- Le chef de l’Église internationale de Bonne Nouvelle, Paul Mackenzie, a été reconnu coupable d’avoir produit du contenu vidéo sans l’autorisation du Kenya Film Classification Board (KFCB).
- La magistrate principale de Malindi, Olga Onalo, bien que raisonnable, l’explication de Mackenzie selon laquelle il ne connaissait pas la nécessité d’une licence ne peut pas être retenue devant le tribunal
- L’ecclésiastique aurait également participé au massacre de Shakahola, au cours duquel des centaines de fidèles de son église ont été confirmés morts.
Didacus Malowa, journaliste à TUKO.co.ke, apporte plus de trois ans d’expérience dans la couverture de la politique et de l’actualité au Kenya.
Kilifi – Le prédicateur controversé Paul Mackenzie de l’église Good News International a été emprisonné pendant un an après avoir été reconnu coupable de production de contenu vidéo sans licence.
Le tribunal avait précédemment établi que le prédicateur avait une affaire à répondre concernant sa possession et sa distribution de matériel cinématographique sans l’approbation du Kenya Films Classification Board (KFCB).
Ce chef d’accusation fait partie des deux autres chefs d’accusation dont le religieux controversé a été accusé, notamment celui d’incitation du public à désobéir à la loi.
Mackenzie a été accusé d’avoir utilisé les films cinématographiques sous sa garde pour inciter les enfants de son église Good News International à ne pas aller à l’école et les chrétiens à s’opposer à d’autres confessions comme les hindous et les musulmans.
Mackenzie condamné à la prison
Dans le jugement du vendredi 1er décembre, la magistrate principale de Malindi, Olga Onalo, a également infligé une peine de six mois de prison au religieux pour avoir projeté les films au public sans autorisation d’exploitation.
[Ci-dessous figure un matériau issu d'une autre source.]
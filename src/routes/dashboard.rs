//! Dashboard route: aggregated statistics for the overview page.

use axum::extract::State;
use axum::Json;

use crate::errors::AppError;
use crate::services::dashboard::{self, DashboardStats};
use crate::AppState;

/// GET /api/dashboard-stats — aggregated dashboard statistics.
pub async fn stats(State(state): State<AppState>) -> Result<Json<DashboardStats>, AppError> {
    let stats = dashboard::get_stats(&state.db).await?;
    Ok(Json(stats))
}
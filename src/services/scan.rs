//! Scan orchestration: validate, analyze, score, persist.

use serde::Deserialize;

use crate::errors::AppError;
use crate::models::scan::{NewScan, ScanResponse};
use crate::services::{risk, scan_store, url_validator};
use crate::AppState;

/// Request body for `POST /api/scan`. `url` is optional at the type level
/// so its absence surfaces as a validation error rather than a
/// deserialization fault.
#[derive(Debug, Deserialize)]
#[serde(rename_all = "camelCase")]
pub struct ScanRequest {
    pub url: Option<String>,
    pub user_id: Option<i64>,
}

/// Run one scan end to end. Persistence is all-or-nothing: nothing is
/// written unless the provider payload validated into a full analysis.
pub async fn perform_scan(
    state: &AppState,
    request: ScanRequest,
) -> Result<ScanResponse, AppError> {
    let url = request
        .url
        .as_deref()
        .map(str::trim)
        .filter(|u| !u.is_empty())
        .ok_or_else(|| AppError::Validation("url is required".to_string()))?;
    url_validator::validate(url)?;

    tracing::debug!(url, provider = state.analyzer.name(), "starting scan");

    // The provider round trip holds no store handle; the pool is only
    // touched once a validated analysis exists.
    let raw = state.analyzer.analyze(url).await?;
    let analysis = risk::evaluate(raw)?;

    let record = scan_store::insert(
        &state.db,
        NewScan {
            user_id: request.user_id,
            url: url.to_string(),
            analysis,
        },
    )
    .await?;

    tracing::info!(
        id = record.id,
        url = %record.url,
        risk_score = record.risk_score,
        threat_level = %record.threat_level,
        "scan persisted"
    );

    Ok(ScanResponse {
        id: record.id,
        analysis: record.analysis.0,
    })
}
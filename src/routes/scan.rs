//! Scan route: submit a URL for analysis.

use axum::extract::State;
use axum::http::StatusCode;
use axum::Json;

use crate::errors::AppError;
use crate::models::scan::ScanResponse;
use crate::services::scan::{self, ScanRequest};
use crate::AppState;

/// POST /api/scan — validate, analyze, score, and persist a URL scan.
pub async fn create(
    State(state): State<AppState>,
    Json(body): Json<ScanRequest>,
) -> Result<(StatusCode, Json<ScanResponse>), AppError> {
    let response = scan::perform_scan(&state, body).await?;
    Ok((StatusCode::CREATED, Json(response)))
}
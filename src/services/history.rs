//! Recent-history search over persisted scans.
//!
//! Search operates on an already-bounded page (the most recent
//! `HISTORY_LIMIT` records), not the full table: the scope is "recent
//! history", which keeps the filter a cheap in-memory pass.

use sqlx::SqlitePool;

use crate::errors::AppError;
use crate::models::scan::ScanRecord;
use crate::services::scan_store;

pub const HISTORY_LIMIT: i64 = 50;

/// Most recent scans, optionally user-scoped, filtered case-insensitively
/// where `url` or threat level contains `term` as a substring. An empty or
/// absent term returns the unfiltered page.
pub async fn search(
    pool: &SqlitePool,
    user_id: Option<i64>,
    term: Option<&str>,
) -> Result<Vec<ScanRecord>, AppError> {
    let page = match user_id {
        Some(uid) => scan_store::recent_for_user(pool, uid, HISTORY_LIMIT).await?,
        None => scan_store::recent(pool, HISTORY_LIMIT).await?,
    };

    let Some(term) = term.map(str::trim).filter(|t| !t.is_empty()) else {
        return Ok(page);
    };

    let needle = term.to_lowercase();
    Ok(page
        .into_iter()
        .filter(|record| {
            record.url.to_lowercase().contains(&needle)
                || record
                    .threat_level
                    .to_string()
                    .to_lowercase()
                    .contains(&needle)
        })
        .collect())
}

#[cfg(test)]
mod tests {
    use super::*;
    use crate::services::scan_store::insert;
    use crate::services::scan_store::tests::{sample_scan, test_pool};
    use tempfile::TempDir;

    async fn seeded_pool(dir: &TempDir) -> SqlitePool {
        let pool = test_pool(dir).await;
        for (url, score) in [
            ("https://good.com", 10),
            ("https://iffy.net", 55),
            ("https://bad.ru", 95),
        ] {
            insert(&pool, sample_scan(url, score)).await.unwrap();
        }
        pool
    }

    #[tokio::test]
    async fn empty_term_returns_unfiltered_page() {
        let dir = TempDir::new().unwrap();
        let pool = seeded_pool(&dir).await;

        assert_eq!(search(&pool, None, None).await.unwrap().len(), 3);
        assert_eq!(search(&pool, None, Some("")).await.unwrap().len(), 3);
        assert_eq!(search(&pool, None, Some("   ")).await.unwrap().len(), 3);
    }

    #[tokio::test]
    async fn matches_url_substring_case_insensitively() {
        let dir = TempDir::new().unwrap();
        let pool = seeded_pool(&dir).await;

        let hits = search(&pool, None, Some("IFFY")).await.unwrap();
        assert_eq!(hits.len(), 1);
        assert_eq!(hits[0].url, "https://iffy.net");
    }

    #[tokio::test]
    async fn matches_threat_level_substring() {
        let dir = TempDir::new().unwrap();
        let pool = seeded_pool(&dir).await;

        let hits = search(&pool, None, Some("malic")).await.unwrap();
        assert_eq!(hits.len(), 1);
        assert_eq!(hits[0].url, "https://bad.ru");

        let none = search(&pool, None, Some("nomatch")).await.unwrap();
        assert!(none.is_empty());
    }

    #[tokio::test]
    async fn search_scope_is_the_recent_page_only() {
        let dir = TempDir::new().unwrap();
        let pool = test_pool(&dir).await;

        // The oldest record falls off the 50-record page.
        insert(&pool, sample_scan("https://ancient.org", 10)).await.unwrap();
        for i in 0..HISTORY_LIMIT {
            insert(&pool, sample_scan(&format!("https://filler{i}.com"), 10))
                .await
                .unwrap();
        }

        let page = search(&pool, None, None).await.unwrap();
        assert_eq!(page.len(), HISTORY_LIMIT as usize);

        let hits = search(&pool, None, Some("ancient")).await.unwrap();
        assert!(hits.is_empty());
    }
}
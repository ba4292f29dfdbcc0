//! HTTP middleware.

pub mod security_headers;
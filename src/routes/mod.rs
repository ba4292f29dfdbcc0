//! Route definitions and router assembly for the SecureScan API.

pub mod dashboard;
pub mod health;
pub mod history;
pub mod scan;

use axum::routing::{get, post};
use axum::Router;
use tower::ServiceBuilder;
use tower_http::cors::{Any, CorsLayer};
use tower_http::limit::RequestBodyLimitLayer;
use tower_http::trace::TraceLayer;

use crate::middleware::security_headers;
use crate::AppState;

const MAX_BODY_BYTES: usize = 64 * 1024;

/// Assemble the application router with shared middleware layers.
pub fn router(state: AppState) -> Router {
    let cors = CorsLayer::new()
        .allow_origin(Any)
        .allow_methods(Any)
        .allow_headers(Any);

    Router::new()
        .route("/api/scan", post(scan::create))
        .route("/api/history", get(history::list))
        .route("/api/dashboard-stats", get(dashboard::stats))
        .route("/health/live", get(health::live))
        .route("/health/ready", get(health::ready))
        .layer(
            ServiceBuilder::new()
                .layer(TraceLayer::new_for_http())
                .layer(cors)
                .layer(axum::middleware::from_fn(
                    security_headers::set_security_headers,
                ))
                .layer(RequestBodyLimitLayer::new(MAX_BODY_BYTES)),
        )
        .with_state(state)
}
Onalo a rejeté la défense de Mackenzie selon laquelle il ne savait pas qu’un permis était nécessaire, ajoutant que l’ignorance de la loi ne constitue pas un moyen de défense.
« En ce qui concerne le deuxième chef d’accusation, je condamne par la présente l’accusé à douze mois d’emprisonnement tandis qu’en ce qui concerne le troisième chef d’accusation, l’explication de l’accusé selon laquelle il ne connaissait pas la nécessité d’une licence auprès du Kenya Film Classification Board (KFCB) après avoir obtenu une licence de diffusion « C’est une décision raisonnable mais pas entièrement acceptable, car l’ignorance de la loi ne constitue pas un moyen de défense, d’où la condamnation qui en résulte et, à la lumière de celle-ci, je condamne l’accusé à six mois d’emprisonnement », a déclaré Onalo tel que rapporté par Citizen Digital.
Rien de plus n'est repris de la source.